Quel respect de la dignité de l’homme dans un monde d’inégalité? Conversation avec Richard Sennett, université de New York.

richard_sennett_image.1254152747.jpg

Conversation avec Richard Sennett, économiste, sociologue, professeur à l’université de New York et à la Londoin School of Economics, également romancier et musicien. Poussé vers la sociologie par Hannah Arendt, il reconnait l’influence de Michel Foucault sur son travail. Il est fondateur avec Susan Sontag et à Joseph Brodsky, auprès de l’université de New York de l’institut for the Humanities. Comme conseiller a travaillé pour l’UNESCO et il a été président de l’American Council on Work. Ses analyses conduisent dans un premier temps à la vie ouvrière en milieu urbain, abordent des questions d’architecture, puis élargissent son champ à l’étude de la corrosion du caractère induite par l’instabilité des parcours professionnels dans le capitalisme flexible. Il se fonde sur les récits de vie, notamment de travailleurs condamnés à la mobilité qui ne leur laissera pas la possibilité de nouer des liens durables. Il a pour épouse la sociologue Saskia Sassen. Richard Sennett est conseiller du Président des États-Unis Barack Obama. Auteur de nombreux essais traduit dans plusieurs langues étrangères, le professeur Richard Sennett s’est toujours intéressé de l’identité et des classes sociales dans la société moderne dont «Les Tyrannies de l’intimité», Paris, Seuil, 1979; «La Famille contre la ville : les classes moyennes de Chicago à l’ère industrielle 1872-1890, Paris, Encres édition, 1981 ; «Palais-Royal» , Albin Michel, 1988; «La Conscience de l’œil : urbanisme et société» , Verdier, 2000; «Le travail sans qualité : les conséquences humaines de la flexibilité», Albin Michel, 2000; «Respect de la dignité de l’homme dans un mode d’inégalité», Albin Michel, 2003. Hachette, 2005;« La culture du nouveau capitalisme», Paris, Albin Michel, 2006. Son nouveau livre en langue anglaise «The craftsman» a été publié en 2009 dans le marché éditorial anglo-saxon. Le dialogue a eu lieu à Modène pendant le festival international de la philosophie au mois de septembre 2009.
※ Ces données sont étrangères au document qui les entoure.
//! Fixed-step 2D physics world
//!
//! Dynamic circles fall under gravity and collide with static circles and
//! capsule segments. The world follows a few hard rules:
//! - Fixed timestep only (the caller picks dt, nothing reads a clock)
//! - Stable iteration order (by handle)
//! - Structural changes requested around a step are queued and applied after it

pub mod collision;
pub mod shape;
pub mod space;

pub use collision::{CollisionResult, bounce_velocity, circle_circle, circle_segment, closest_point_on_segment};
pub use shape::{Body, BodyHandle, BodyKind, CollisionCategory, Geometry, Shape, ShapeHandle};
pub use space::{Contact, PostStep, Response, Space, StepReport};
//! Frame loop and interval callbacks
//!
//! One call to [`frame`] per animation frame. The physics world always
//! advances by `SIM_DT`; real elapsed time only feeds the FPS readout.

use super::config::GameMode;
use super::policy;
use super::state::{Session, SessionPhase, SessionResult};
use crate::consts::SIM_DT;
use crate::physics::PostStep;

/// What happened during one frame
#[derive(Debug, Clone, Default, PartialEq)]
pub struct FrameOutcome {
    /// Set on the frame the session ends
    pub result: Option<SessionResult>,
    /// Balls whose physics objects left the world this frame
    pub removed_balls: usize,
    /// Collision events drained this frame
    pub events: usize,
}

/// Advance the session by one frame
///
/// Order: physics step, collision events, basket, fades, termination.
pub fn frame(session: &mut Session, elapsed_ms: f64) -> FrameOutcome {
    let mut outcome = FrameOutcome::default();
    if !session.is_running() {
        return outcome;
    }

    session.frames += 1;
    if elapsed_ms > 0.0 {
        session.fps = 0.9 * session.fps + 0.1 * (1000.0 / elapsed_ms) as f32;
    }

    let report = session.space.step(SIM_DT);
    for shape in &report.removed_shapes {
        if session.balls.remove_shape(*shape).is_some() {
            outcome.removed_balls += 1;
            log::debug!("Ball shape {:?} removed", shape);
        }
    }

    let contacts = policy::events_from_contacts(&report.contacts, &session.balls);
    session.events.extend(contacts);
    let events = std::mem::take(&mut session.events);
    outcome.events = events.len();
    policy::resolve(events, &mut session.balls, &mut session.score, &mut session.cues);

    move_basket(session);

    for id in session.balls.advance_all() {
        if let Some(record) = session.balls.get(id) {
            session.space.add_post_step(PostStep::RemoveShape(record.shape));
            session.space.add_post_step(PostStep::RemoveBody(record.body));
        }
    }

    if let Some(result) = check_termination(session) {
        session.phase = SessionPhase::Stopped;
        session.result = Some(result);
        outcome.result = Some(result);
        log::info!(
            "Session over: {:?} -> {} after {} frames",
            result.mode,
            result.value,
            session.frames
        );
    }

    outcome
}

/// Move the basket from the paddle controller's state
fn move_basket(session: &mut Session) {
    let Some((start, _)) = session.basket_endpoints() else {
        return;
    };
    let config = &session.config;
    let span = session.paddle.advance(
        start.x,
        config.basket_length,
        config.viewport.width,
        config.pin_radius,
    );
    session.place_basket(span.start);
}

/// The result, if this session has reached its end condition
pub fn check_termination(session: &Session) -> Option<SessionResult> {
    let mode = session.mode();
    let done = match mode {
        GameMode::TimeLimited => session.timer.value() <= 0,
        GameMode::ScoreLimited => session.score.value() >= session.config.score_target,
    };
    done.then(|| SessionResult {
        mode,
        value: match mode {
            GameMode::TimeLimited => session.score.value() as i32,
            GameMode::ScoreLimited => session.timer.value(),
        },
    })
}

/// One-second interval: count the clock down or up
pub fn on_clock_second(session: &mut Session) {
    if !session.is_running() {
        return;
    }
    match session.mode() {
        // Zero is terminal even if no frame has run since it was reached
        GameMode::TimeLimited if session.timer.value() <= 0 => {}
        GameMode::TimeLimited => session.timer.tick_down(),
        GameMode::ScoreLimited => session.timer.tick_up(),
    }
}

/// Two-second interval: drop another ball
pub fn on_spawn_interval(session: &mut Session) {
    if session.is_running() {
        session.spawn_ball();
    }
}

#[cfg(test)]
mod tests {
    use super::*;
    use crate::sim::config::{Rules, SessionConfig, Viewport};
    use crate::sim::lifecycle::Lifecycle;
    use crate::sim::paddle::Direction;
    use crate::sim::state::SoundCue;

    fn session_with(mode: GameMode, rules: Rules) -> Session {
        let config = SessionConfig::new(mode, Viewport::new(800.0, 600.0), &rules);
        Session::new(config, 12345)
    }

    fn session(mode: GameMode) -> Session {
        session_with(mode, Rules::default())
    }

    #[test]
    fn test_frame_steps_physics() {
        let mut s = session(GameMode::TimeLimited);
        let (id, _) = s.balls.iter().next().unwrap();
        let y0 = s.ball_position(id).unwrap().y;
        for _ in 0..10 {
            frame(&mut s, 16.0);
        }
        assert!(s.ball_position(id).unwrap().y < y0);
        assert_eq!(s.frames, 10);
    }

    #[test]
    fn test_fps_smoothing() {
        let mut s = session(GameMode::TimeLimited);
        frame(&mut s, 0.0);
        assert_eq!(s.fps, 0.0);
        frame(&mut s, 10.0);
        assert!((s.fps - 10.0).abs() < 1e-3);
        frame(&mut s, 10.0);
        assert!((s.fps - 19.0).abs() < 1e-3);
    }

    #[test]
    fn test_basket_idle_without_input() {
        let mut s = session(GameMode::TimeLimited);
        let before = s.basket_endpoints().unwrap();
        for _ in 0..30 {
            frame(&mut s, 16.0);
        }
        assert_eq!(s.basket_endpoints().unwrap(), before);
    }

    #[test]
    fn test_basket_follows_input_and_clamps() {
        let mut s = session(GameMode::TimeLimited);
        s.paddle.press(Direction::Left, 37);
        for _ in 0..200 {
            frame(&mut s, 16.0);
        }
        let (a, b) = s.basket_endpoints().unwrap();
        assert_eq!(a.x, s.config.pin_radius);
        assert_eq!(b.x - a.x, s.config.basket_length);
    }

    #[test]
    fn test_narrow_viewport_basket_stays_inside() {
        let config = SessionConfig::new(GameMode::TimeLimited, Viewport::new(80.0, 600.0), &Rules::default());
        let mut s = Session::new(config, 12345);
        let width = s.config.viewport.width;
        let inset = s.config.pin_radius;

        for direction in [Direction::Right, Direction::Left] {
            s.paddle.press(direction, 0);
            for _ in 0..30 {
                frame(&mut s, 16.0);
                let (a, b) = s.basket_endpoints().unwrap();
                assert!(a.x >= inset, "basket start {} before {}", a.x, inset);
                assert!(b.x <= width - inset, "basket end {} beyond {}", b.x, width - inset);
                assert_eq!(b.x - a.x, s.config.basket_length);
            }
            s.paddle.release(0);
        }
    }

    #[test]
    fn test_countdown_holds_at_zero_without_frames() {
        let rules = Rules {
            time_limit_secs: 1,
            ..Rules::default()
        };
        let mut s = session_with(GameMode::TimeLimited, rules);
        // Intervals keep firing while animation frames are paused
        for _ in 0..5 {
            on_clock_second(&mut s);
        }
        assert_eq!(s.timer.value(), 0);

        let outcome = frame(&mut s, 16.0);
        assert_eq!(outcome.result.map(|r| r.mode), Some(GameMode::TimeLimited));
        assert_eq!(s.timer.value(), 0);
    }

    #[test]
    fn test_time_limit_ends_session() {
        let rules = Rules {
            time_limit_secs: 3,
            ..Rules::default()
        };
        let mut s = session_with(GameMode::TimeLimited, rules);
        for _ in 0..2 {
            on_clock_second(&mut s);
            assert!(frame(&mut s, 16.0).result.is_none());
        }
        on_clock_second(&mut s);
        let outcome = frame(&mut s, 16.0);
        assert_eq!(
            outcome.result,
            Some(SessionResult {
                mode: GameMode::TimeLimited,
                value: s.score.value() as i32,
            })
        );
        assert!(!s.is_running());

        // Nothing moves once stopped
        let frames = s.frames;
        on_clock_second(&mut s);
        frame(&mut s, 16.0);
        assert_eq!(s.frames, frames);
        assert_eq!(s.timer.value(), 0);
    }

    #[test]
    fn test_score_target_ends_session_with_time() {
        let rules = Rules {
            score_target: 2,
            ..Rules::default()
        };
        let mut s = session_with(GameMode::ScoreLimited, rules);
        for _ in 0..7 {
            on_clock_second(&mut s);
        }
        s.score.increment();
        assert!(frame(&mut s, 16.0).result.is_none());
        s.score.increment();
        let outcome = frame(&mut s, 16.0);
        assert_eq!(
            outcome.result,
            Some(SessionResult {
                mode: GameMode::ScoreLimited,
                value: 7,
            })
        );
        assert_eq!(s.result(), outcome.result);
    }

    #[test]
    fn test_spawn_interval_only_while_running() {
        let mut s = session(GameMode::TimeLimited);
        on_spawn_interval(&mut s);
        assert_eq!(s.balls.len(), 2);
        s.stop();
        on_spawn_interval(&mut s);
        assert_eq!(s.balls.len(), 2);
    }

    #[test]
    fn test_caught_ball_is_removed_exactly_once() {
        let mut s = session(GameMode::TimeLimited);
        let (a, b) = s.basket_endpoints().unwrap();
        let x = (a.x + b.x) / 2.0;
        let y = s.config.line_y() + s.config.ball_radius * 3.0;
        let id = s.spawn_ball_at(glam::Vec2::new(x, y));

        // Finish the fade-in before the ball lands
        for _ in 0..60 {
            if s.balls.get(id).is_some_and(|r| r.state == Lifecycle::Active) {
                break;
            }
            s.balls.get_mut(id).unwrap().advance();
        }

        let mut removed = 0;
        for _ in 0..120 {
            removed += frame(&mut s, 16.0).removed_balls;
            if s.balls.get(id).is_none() {
                break;
            }
        }
        assert!(s.balls.get(id).is_none());
        assert!(removed >= 1);
        assert_eq!(s.score.value(), 1);
        assert!(s.take_cues().contains(&SoundCue::Scored));
    }

    #[test]
    fn test_determinism() {
        let mut a = session(GameMode::TimeLimited);
        let mut b = session(GameMode::TimeLimited);
        for i in 0..300 {
            if i % 120 == 0 {
                on_spawn_interval(&mut a);
                on_spawn_interval(&mut b);
            }
            frame(&mut a, 16.0);
            frame(&mut b, 16.0);
        }
        let pa: Vec<_> = a.balls.iter().map(|(id, _)| a.ball_position(id)).collect();
        let pb: Vec<_> = b.balls.iter().map(|(id, _)| b.ball_position(id)).collect();
        assert_eq!(pa, pb);
        assert_eq!(a.score, b.score);
    }
}
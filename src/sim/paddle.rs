//! Basket movement from held directional input

use serde::{Deserialize, Serialize};

use crate::consts::PADDLE_DAMPING;

#[derive(Debug, Clone, Copy, PartialEq, Eq, Default, Serialize, Deserialize)]
pub enum Direction {
    #[default]
    Stop,
    Left,
    Right,
}

/// Horizontal span of the basket
#[derive(Debug, Clone, Copy, PartialEq, Serialize, Deserialize)]
pub struct Span {
    pub start: f32,
    pub end: f32,
}

/// Damped horizontal motion of the basket
///
/// Pressing a direction moves at full speed; releasing lets the basket
/// coast, losing 10% of its speed per frame.
#[derive(Debug, Clone, Default, Serialize, Deserialize)]
pub struct PaddleController {
    pub direction: Direction,
    /// Pixels per frame
    pub speed: f32,
    /// An input is held
    pub moving: bool,
    /// Key code of the last press; only its release stops the basket
    pub pressed_key: Option<u32>,
    max_speed: f32,
}

impl PaddleController {
    pub fn new(max_speed: f32) -> Self {
        Self {
            max_speed,
            ..Default::default()
        }
    }

    /// Last press wins
    pub fn press(&mut self, direction: Direction, key: u32) {
        self.pressed_key = Some(key);
        self.moving = true;
        self.speed = self.max_speed;
        self.direction = direction;
    }

    /// Release a key; ignored unless it is the remembered one
    pub fn release(&mut self, key: u32) -> bool {
        if self.pressed_key == Some(key) {
            self.moving = false;
            true
        } else {
            false
        }
    }

    /// Release regardless of which key is remembered (touch end)
    pub fn release_any(&mut self) {
        self.moving = false;
    }

    /// Move the basket one frame and clamp it inside `[inset, width - inset]`
    ///
    /// The returned span is always exactly `length` wide. Hitting either
    /// bound stops the basket dead.
    pub fn advance(&mut self, start: f32, length: f32, width: f32, inset: f32) -> Span {
        if !self.moving {
            self.speed *= PADDLE_DAMPING;
        }

        let mut start = match self.direction {
            Direction::Right => start + self.speed,
            Direction::Left => start - self.speed,
            Direction::Stop => start,
        };

        if start < inset {
            self.speed = 0.0;
            start = inset;
        } else if start + length > width - inset {
            self.speed = 0.0;
            start = width - inset - length;
        }

        Span {
            start,
            end: start + length,
        }
    }
}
Antonio Torrenzano.Un an après le début de la crise, le monde en a-t-il tiré les enseignements?

Richard Sennett. Nous vivons dans une économie qui produit de la richesse, mais elle détruit en même temps les qualités de chaque individu, sa créativité et ses savoirs dans le monde du travail. Le capitalisme jusqu’à la crise, il a eu seulement intérêt pour un profit de brève période et il a produit de stratégies de court terme. Ce capitalisme ne s’est pas préoccupé de la formation des travailleurs dans la longue période ou de l’imagination et des améliorations que les mêmes travailleurs pouvaient apporter au système. Au contraire, le système a renversé ces énergies seulement sur de la main-d’oeuvre au bas coût dans les économies émergentes surtout en Chine et en Inde. Dans mon dernier livre que je viens de publier («The craftsman»), j’ai essayé de voir s’il existe encore cette dimension artisanale dans ce système. Dimension artisanale qui pousse chaque travailleur à désirer une exécution parfaite et gratifiante dans son activité.

Antonio Torrenzano. Dans les interviews développés avec les travailleurs américains et anglais, quelles sensations émergent-elles ?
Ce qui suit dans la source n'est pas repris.